Then you said buying buses and changing the school schedule was the answer until the district said that is not an option.

You were wrong, experts were right.

Now you're saying an overpass is the answer even though Caltrans doesn't think so.

Why don't you just admit that your real goal is to kill this project any way any how because you think it will open the door to a building boom?

Anonymous said...

FEIR vol 1, p. 37. "This [grade separation] design alternative would provide a vertical separation between SR 1 and Reina Del Mar Avenue. Direct conflict between SR 1 and Reina Del Mar Avenue would be eliminated and access would be provided by interchange on and off ramps, creating stop-sign controlled intersections on Reina Del Mar Avenue for traffic entering and exiting SR 1. Northbound and southbound through traffic on SR 1 would no longer have to pass through a signalized intersection at Reina Del Mar Avenue. This alternative would provide the most substantial travel time benefits for traffic on SR 1."

Anonymous said...

By all means, let's push for an interchange/overpass at Reina Del Mar and Highway 1. Perhaps a huge concrete monstrosity, the bigger the better. Something spectacularly large that will really put a blight on our town. We should also push for similar interchanges at Fassler, Crepsi, and Linda Mar Blvds, so that we don't slow those motorists down who are headed to scenic Half Moon Bay.

Hutch said...

10:28 I just looked at Vol 1 p. 37 of the FEIR and see no statement about an overpass.

It's probably taken out of context. At any rate we would need two giant overpasses. One at Fassler too. Not really "better" than the widening in that it costs more and would look like a horrible monstrosity.

Anonymous said...

"Grade separation" MEANS overpass/underpass. Sheesh. That's what Caltrans is talking about on p. 37 where they say that grade separation at Reina del Mar would eliminate the light and "This alternative would provide the most substantial travel time benefits for traffic on SR 1." You don't also need grade separation and elimination of the light at Fassler to eliminate the traffic congestion.
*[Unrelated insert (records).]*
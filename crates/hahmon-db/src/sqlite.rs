//! `SQLite` handle for the activity store.
//!
//! The store is a single `SQLite` file holding one table, `host_activity`.
//! A handle is acquired for a unit of work and closed when it is done; there
//! is no process-wide connection.
//!
//! Uses [`sqlx`] with runtime query construction (not compile-time checked)
//! so no database is needed at build time. All queries are parameterized.

use std::io;
use std::path::{Path, PathBuf};
use std::time::Duration;

use sqlx::sqlite::{SqliteConnectOptions, SqliteJournalMode, SqlitePoolOptions};
use sqlx::{SqliteConnection, SqlitePool};

use crate::activity_store::{ActivityStore, BEGIN_WRITE};
use crate::error::DbError;

/// Default location of the store.
pub const DEFAULT_PATH: &str = "hahmon.db";

/// Default maximum number of pooled connections (a single writer).
const DEFAULT_MAX_CONNECTIONS: u32 = 1;

/// Default time to wait on a locked database, in milliseconds.
const DEFAULT_BUSY_TIMEOUT_MS: u64 = 5_000;

/// Default time to wait for a pooled connection, in seconds.
const DEFAULT_ACQUIRE_TIMEOUT_SECS: u64 = 10;

/// Table definition. `timeout` is checked positive at the storage layer too.
const CREATE_TABLE: &str = r"
CREATE TABLE host_activity (
    host      TEXT    NOT NULL,
    topic     TEXT,
    last_seen INTEGER NOT NULL,
    timeout   INTEGER NOT NULL CHECK (timeout > 0),
    status    TEXT    NOT NULL
)";

/// Uniqueness of `(host, topic)` with a missing topic as its own value,
/// distinct from the empty string.
const CREATE_KEY_INDEX: &str = r"
CREATE UNIQUE INDEX host_activity_key
    ON host_activity (host, topic IS NULL, IFNULL(topic, ''))";

/// Configuration for the `SQLite` store.
#[derive(Debug, Clone)]
pub struct SqliteConfig {
    /// Path of the database file.
    pub path: PathBuf,
    /// Maximum number of pooled connections.
    pub max_connections: u32,
    /// How long a statement waits on a lock held by another connection.
    pub busy_timeout: Duration,
    /// How long to wait for a free pooled connection.
    pub acquire_timeout: Duration,
}

impl SqliteConfig {
    /// Create a configuration for the store at `path`.
    pub fn new(path: impl Into<PathBuf>) -> Self {
        Self {
            path: path.into(),
            max_connections: DEFAULT_MAX_CONNECTIONS,
            busy_timeout: Duration::from_millis(DEFAULT_BUSY_TIMEOUT_MS),
            acquire_timeout: Duration::from_secs(DEFAULT_ACQUIRE_TIMEOUT_SECS),
        }
    }

    /// Set the maximum number of connections.
    #[must_use]
    pub const fn with_max_connections(mut self, max: u32) -> Self {
        self.max_connections = max;
        self
    }

    /// Set the busy timeout.
    #[must_use]
    pub const fn with_busy_timeout(mut self, timeout: Duration) -> Self {
        self.busy_timeout = timeout;
        self
    }
}

impl Default for SqliteConfig {
    fn default() -> Self {
        Self::new(DEFAULT_PATH)
    }
}

/// Open handle on an activity store.
///
/// Wraps a [`sqlx::SqlitePool`]. Call [`ActivityDb::close`] when the unit of
/// work is done.
#[derive(Debug, Clone)]
pub struct ActivityDb {
    pool: SqlitePool,
    path: PathBuf,
}

impl ActivityDb {
    /// Create a new, empty store at the configured location.
    ///
    /// An existing file that holds no store yet (for example an empty file)
    /// is initialized in place. Nothing is modified when the location
    /// already holds a store.
    ///
    /// # Errors
    ///
    /// Returns [`DbError::AlreadyExists`] if the location already holds a
    /// store, [`DbError::Io`] if the location is a directory or cannot be
    /// inspected, and [`DbError::Open`] if `SQLite` cannot create the file.
    pub async fn initialize(config: &SqliteConfig) -> Result<(), DbError> {
        let create = match tokio::fs::metadata(&config.path).await {
            Ok(meta) if meta.is_dir() => {
                return Err(DbError::Io {
                    path: config.path.clone(),
                    source: io::Error::new(io::ErrorKind::IsADirectory, "location is a directory"),
                });
            }
            Ok(_) => false,
            Err(e) if e.kind() == io::ErrorKind::NotFound => true,
            Err(source) => {
                return Err(DbError::Io {
                    path: config.path.clone(),
                    source,
                });
            }
        };

        let db = Self::connect(config, create).await?;
        let result = db.install_schema().await;
        db.close().await;
        result?;

        tracing::info!(path = %config.path.display(), "Created activity store");
        Ok(())
    }

    /// Open an existing store.
    ///
    /// The schema is never altered here, so a store that already violates
    /// key uniqueness still opens and reports the affected keys as
    /// ambiguous.
    ///
    /// # Errors
    ///
    /// Returns [`DbError::Open`] if the file does not exist or cannot be
    /// opened.
    pub async fn open(config: &SqliteConfig) -> Result<Self, DbError> {
        let db = Self::connect(config, false).await?;
        tracing::debug!(path = %config.path.display(), "Opened activity store");
        Ok(db)
    }

    /// Open the store at `path` with default settings.
    ///
    /// Convenience wrapper around [`ActivityDb::open`] with
    /// [`SqliteConfig::new`].
    ///
    /// # Errors
    ///
    /// Returns [`DbError`] if the store cannot be opened.
    pub async fn open_path(path: impl AsRef<Path>) -> Result<Self, DbError> {
        Self::open(&SqliteConfig::new(path.as_ref())).await
    }

    async fn connect(config: &SqliteConfig, create: bool) -> Result<Self, DbError> {
        let options = SqliteConnectOptions::new()
            .filename(&config.path)
            .create_if_missing(create)
            .journal_mode(SqliteJournalMode::Delete)
            .busy_timeout(config.busy_timeout);

        let pool = SqlitePoolOptions::new()
            .max_connections(config.max_connections)
            .acquire_timeout(config.acquire_timeout)
            .connect_with(options)
            .await
            .map_err(|source| DbError::Open {
                path: config.path.clone(),
                source,
            })?;

        Ok(Self {
            pool,
            path: config.path.clone(),
        })
    }

    /// Create the table and key index unless the table already exists.
    async fn install_schema(&self) -> Result<(), DbError> {
        let mut tx = self.pool.begin_with(BEGIN_WRITE).await?;
        if has_table(&mut tx).await? {
            return Err(DbError::AlreadyExists {
                path: self.path.clone(),
            });
        }
        sqlx::query(CREATE_TABLE).execute(&mut *tx).await?;
        sqlx::query(CREATE_KEY_INDEX).execute(&mut *tx).await?;
        tx.commit().await?;
        Ok(())
    }

    /// Operations on the `host_activity` table, stamped with the system clock.
    pub fn store(&self) -> ActivityStore<'_> {
        ActivityStore::new(&self.pool)
    }

    /// Return a reference to the underlying [`SqlitePool`].
    pub const fn pool(&self) -> &SqlitePool {
        &self.pool
    }

    /// Location of the store.
    pub fn path(&self) -> &Path {
        &self.path
    }

    /// Close all connections gracefully.
    pub async fn close(&self) {
        self.pool.close().await;
        tracing::debug!(path = %self.path.display(), "Activity store closed");
    }
}

/// Whether the `host_activity` table exists.
async fn has_table(conn: &mut SqliteConnection) -> Result<bool, DbError> {
    let count: i64 = sqlx::query_scalar(
        "SELECT COUNT(*) FROM sqlite_master WHERE type = 'table' AND name = 'host_activity'",
    )
    .fetch_one(&mut *conn)
    .await?;
    Ok(count > 0)
}

#[cfg(test)]
#[allow(clippy::unwrap_used)]
mod tests {
    use super::*;

    #[test]
    fn config_defaults_to_single_writer() {
        let config = SqliteConfig::default();
        assert_eq!(config.path, PathBuf::from(DEFAULT_PATH));
        assert_eq!(config.max_connections, 1);
        assert_eq!(config.busy_timeout, Duration::from_secs(5));
    }

    #[test]
    fn config_builders_override_defaults() {
        let config = SqliteConfig::new("/tmp/x.db")
            .with_max_connections(4)
            .with_busy_timeout(Duration::from_millis(250));
        assert_eq!(config.max_connections, 4);
        assert_eq!(config.busy_timeout, Duration::from_millis(250));
    }

    #[tokio::test]
    async fn initialize_creates_table_and_index() {
        let dir = tempfile::tempdir().unwrap();
        let config = SqliteConfig::new(dir.path().join("hahmon.db"));
        ActivityDb::initialize(&config).await.unwrap();

        let db = ActivityDb::open(&config).await.unwrap();
        let names: Vec<String> = sqlx::query_scalar(
            "SELECT name FROM sqlite_master WHERE tbl_name = 'host_activity' ORDER BY name",
        )
        .fetch_all(db.pool())
        .await
        .unwrap();
        db.close().await;
        assert_eq!(names, vec!["host_activity", "host_activity_key"]);
    }

    #[tokio::test]
    async fn open_does_not_create_missing_store() {
        let dir = tempfile::tempdir().unwrap();
        let path = dir.path().join("missing.db");
        let err = ActivityDb::open_path(&path).await.unwrap_err();
        assert!(matches!(err, DbError::Open { .. }));
        assert!(!path.exists());
    }
}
That's why Caltrans didn't look at that alternative. They only looked at grade separation at Reina Del Mar. Now who's playing traffic engineer?

Anonymous said...

344, There are many reasons more complexthan you may understand why the widening is a BETTER OPTION. That's why Caltrans decided to go with it. Sheesh.

todd bray said...

The widening is far from being the better option. When asked for their opinion Cal Trans employees got positivelt reinforcd with toasted ham and cheese sandwiches if they agreed to the widening.

At least judging by the overly produced cluster @#$% of an EIR they produced what else are we to expect?

District 4 is inhabited by a culture stimulated by toasted and grilled cheese. Nothing more, nothing less.

Anonymous said...

There's no point arguing with the True Believers of this blog. They believe what they believe with a religious fervor which will brook no facts not in line with their faith.

"The highway must be widened."

That is the whole and breadth of their simpleton worldview.

Question why Caltrans wouldn't at least TRY a series of solutions at one-tenth the cost and scope? You're not a traffic engineer!
Caltrans' own EIR states that a grade separation would be preferable? Taken out of context!

Faced with facts that contradict their carefully crafted dreamworlds, they double up on the Kool Aid.

Though loud, this motley crew of misanthropes may ultimately be ignored as the insignificant bunch they are; reality tends to trump ones' fevered swamp dreams in the end.

Drink up, boys!

Kathy Meeh said...

532, ALL the studies were completed over several years, done. The Environmental Report is completed, done. Lawsuits from your eco-NIMBY buddies will be determined, mediated,or set aside. Then it will be time for city council to vote, followed by Caltrans building the highway 1, 1.3 mile widening project.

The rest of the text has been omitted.